Ecco allora che si intrecciano paure e sorrisi, fragilità e attese. E poi ci sono le gioie, grandi, emozionanti, anche in situazioni complicate e sospese. Tale è quella vissuta giovedì scorso presso l’ospedale “S. Caterina Novella” di Galatina.
Ma bisogna fare prima un passo indietro. Circa un mese fa una donna di un comune del Salento è stata colpita da ictus cerebrale. Le sue condizioni sono apparse fin da subito difficili. Dopo un periodo presso la stroke unit del “V. Fazzi” di Lecce, è stata trasferita nel reparto di Riabilitazione del nosocomio galatinese, guidato da Antonio Faita.

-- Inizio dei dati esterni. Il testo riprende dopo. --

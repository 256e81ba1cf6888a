//! Observability subsystem.
//!
//! # Data Flow
//! ```text
//! All subsystems produce:
//!     → logging.rs (structured log events, per-exchange spans)
//!     → metrics.rs (counters, gauges, histograms)
//!
//! Consumers:
//!     → Log output (stdout, pretty or JSON)
//!     → Metrics endpoint (Prometheus scrape)
//! ```
//!
//! # Design Decisions
//! - Exchange ID flows through every event of an exchange via its span
//! - Metrics are cheap (atomic increments)

pub mod logging;
pub mod metrics;
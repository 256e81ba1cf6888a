//! Per-connection exchange orchestration.
//!
//! # State Machine
//! ```text
//! Start → ParseRequest → ApplyRewrites → Forward → PumpResponse → Done
//!   └──────────┴──────────────┴────────────┴───────────┴──→ Failed
//! ```
//!
//! # Design Decisions
//! - Exactly one exchange per connection
//! - The request is fully parsed and rewritten before the origin is dialed,
//!   so a malformed request never reaches the origin
//! - Both transports are owned here and dropped (closed) when the exchange
//!   ends, successfully or not
//! - No retries; the accept loop decides what happens next

use std::io::{BufReader, Read, Write};
use std::sync::Arc;
use std::time::Instant;

use thiserror::Error;
use uuid::Uuid;

use crate::error::RelayError;
use crate::http::message::DEFAULT_MAX_HEAD_BYTES;
use crate::http::{copy_body, FramingContext, HttpRequest, MessageHead, Pump, StartLine};
use crate::net::origin::{Established, OriginDialer};
use crate::observability::metrics::{self, Direction};
use crate::rewrite::RewriteChain;

/// Stage of a relayed exchange.
#[derive(Debug, Clone, Copy, PartialEq, Eq)]
pub enum ExchangeState {
    Start,
    ParseRequest,
    ApplyRewrites,
    Forward,
    PumpResponse,
    Done,
    Failed,
}

impl ExchangeState {
    pub fn is_terminal(&self) -> bool {
        matches!(self, ExchangeState::Done | ExchangeState::Failed)
    }
}

/// A failed exchange and the stage it failed in.
#[derive(Debug, Error)]
#[error("exchange failed during {state:?}: {error}")]
pub struct ExchangeFailure {
    pub state: ExchangeState,
    #[source]
    pub error: RelayError,
}

fn failed_at<E: Into<RelayError>>(state: ExchangeState) -> impl FnOnce(E) -> ExchangeFailure {
    move |error| ExchangeFailure {
        state,
        error: error.into(),
    }
}

/// What a completed exchange relayed.
#[derive(Debug, Clone, PartialEq, Eq)]
pub struct ExchangeSummary {
    pub exchange_id: Uuid,
    pub method: String,
    pub original_address: String,
    pub forwarded_address: String,
    pub status: Option<u16>,
    pub request_body_bytes: u64,
    pub response_body_bytes: u64,
}

/// Relays one exchange per connection through the rewrite chain.
///
/// Cheap to clone; the chain is shared, never mutated.
#[derive(Debug, Clone)]
pub struct ConnectionHandler {
    chain: Arc<RewriteChain>,
    max_head_bytes: usize,
}

impl ConnectionHandler {
    pub fn new(chain: Arc<RewriteChain>) -> Self {
        Self {
            chain,
            max_head_bytes: DEFAULT_MAX_HEAD_BYTES,
        }
    }

    pub fn with_max_head_bytes(mut self, max_head_bytes: usize) -> Self {
        self.max_head_bytes = max_head_bytes;
        self
    }

    /// Relay between a browser-facing and an already open origin-facing
    /// transport.
    pub fn relay<B, O>(&self, browser: B, origin: O) -> Result<ExchangeSummary, ExchangeFailure>
    where
        B: Read + Write,
        O: Read + Write,
    {
        self.handle(browser, Established::new(origin))
    }

    /// Relay one exchange, opening the origin transport through `dialer`
    /// once the request has been rewritten.
    pub fn handle<B, D>(&self, browser: B, mut dialer: D) -> Result<ExchangeSummary, ExchangeFailure>
    where
        B: Read + Write,
        D: OriginDialer,
    {
        let exchange_id = Uuid::new_v4();
        let span = tracing::info_span!("exchange", %exchange_id);
        let _enter = span.enter();
        let start_time = Instant::now();

        let result = self.run(exchange_id, browser, &mut dialer);
        match &result {
            Ok(summary) => {
                metrics::record_exchange_ok(start_time);
                tracing::info!(
                    method = %summary.method,
                    address = %summary.original_address,
                    forwarded = %summary.forwarded_address,
                    status = summary.status,
                    request_bytes = summary.request_body_bytes,
                    response_bytes = summary.response_body_bytes,
                    elapsed = ?start_time.elapsed(),
                    "Exchange relayed"
                );
            }
            Err(failure) => {
                tracing::trace!(from = ?failure.state, to = ?ExchangeState::Failed, "Exchange state");
                metrics::record_exchange_failed(failure.error.kind(), start_time);
                tracing::warn!(
                    state = ?failure.state,
                    kind = %failure.error.kind(),
                    error = %failure.error,
                    "Exchange failed"
                );
            }
        }
        result
    }

    fn run<B, D>(
        &self,
        exchange_id: Uuid,
        browser: B,
        dialer: &mut D,
    ) -> Result<ExchangeSummary, ExchangeFailure>
    where
        B: Read + Write,
        D: OriginDialer,
    {
        let mut state = ExchangeState::Start;
        let mut browser = BufReader::new(browser);

        advance(&mut state, ExchangeState::ParseRequest);
        let head = MessageHead::read_from(&mut browser, self.max_head_bytes, &FramingContext::Request)
            .map_err(failed_at(state))?;
        let mut request = HttpRequest::try_from(head).map_err(failed_at(state))?;

        advance(&mut state, ExchangeState::ApplyRewrites);
        self.chain.apply(&mut request);
        request.check_address().map_err(failed_at(state))?;

        advance(&mut state, ExchangeState::Forward);
        let origin = dialer.dial(&request).map_err(failed_at(state))?;
        let mut origin = BufReader::new(origin);
        {
            let sink = origin.get_mut();
            sink.write_all(&request.head_bytes())
                .and_then(|_| sink.flush())
                .map_err(failed_at(state))?;
        }
        let request_body_bytes =
            copy_body(&mut browser, origin.get_mut(), request.framing()).map_err(failed_at(state))?;
        metrics::record_body_bytes(Direction::Upstream, request_body_bytes);

        advance(&mut state, ExchangeState::PumpResponse);
        let pumped = Pump::new(&mut origin, browser.get_mut())
            .with_context(FramingContext::response_to(request.method()))
            .with_max_head_bytes(self.max_head_bytes)
            .pump()
            .map_err(failed_at(state))?;
        metrics::record_body_bytes(Direction::Downstream, pumped.body_bytes);

        advance(&mut state, ExchangeState::Done);
        let status = match pumped.head.start_line() {
            StartLine::Status(line) => Some(line.status),
            StartLine::Request(_) => None,
        };

        Ok(ExchangeSummary {
            exchange_id,
            method: request.method().to_string(),
            original_address: request.original_address().to_string(),
            forwarded_address: request.address().to_string(),
            status,
            request_body_bytes,
            response_body_bytes: pumped.body_bytes,
        })
    }
}

fn advance(state: &mut ExchangeState, next: ExchangeState) {
    debug_assert!(!state.is_terminal(), "exchange already finished");
    tracing::trace!(from = ?state, to = ?next, "Exchange state");
    *state = next;
}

La donna, in apprensione per la propria salute, aveva nel cuore un'altra preoccupazione, quella di non riuscire a partecipare al matrimonio del figlio previsto proprio per questi giorni. Ma l’idea di poterle consentire una dimissione temporanea, per essere presente alle nozze, è stata subito esclusa dal primario e dalla sua equipe, vista la delicatezza del quadro clinico.
Il team medico però non si è dato per vinto e, in collaborazione con la famiglia della signora, ha permesso un piccolo grande “miracolo”. Il matrimonio è stato organizzato nella cappella dell’ospedale giovedì scorso.
In seguito a un lavoro assiduo, meticoloso e amorevole di medici, infermieri e oss, è stato possibile aiutare la signora a rendersi quanto più autonoma possibile. Le hanno fatto indossare l’abito che aveva scelto per la cerimonia e, davanti a parenti, amici e al personale sanitario che è stato presente costantemente durante il rito, la signora ha accompagnato il figlio all’altare con grande emozione da parte di tutti.
Decidere di celebrare il matrimonio lì, cambiando completamente i piani fatti chissà in quanti mesi, dovendo adattare tante cose alla situazione nuova, sembra un atto coraggioso. “Invece è solo un atto d’amore – afferma il fratello dello sposo – un amore che in modo indescrivibile abbiamo visto nel reparto coordinato dal dottore Faita. Tutti, nessuno escluso, hanno agito con empatia, pazienza e professionalità per garantire il massimo a mia madre. Ma è un modo che hanno di fare generale, con tutti i pazienti. È un reparto triste per la tipologia di degenze di cui si occupa, ma che si riempie di felicità grazie a ciò che uomini e donne dediti alla propria missione fanno quotidianamente. Non c’è bisogno di andare lontano per l’eccellenza, ce l’abbiamo qui, a portata di mano. Dovremmo solo aprire le coscienze, esprimere la nostra gratitudine e difendere queste professionalità”.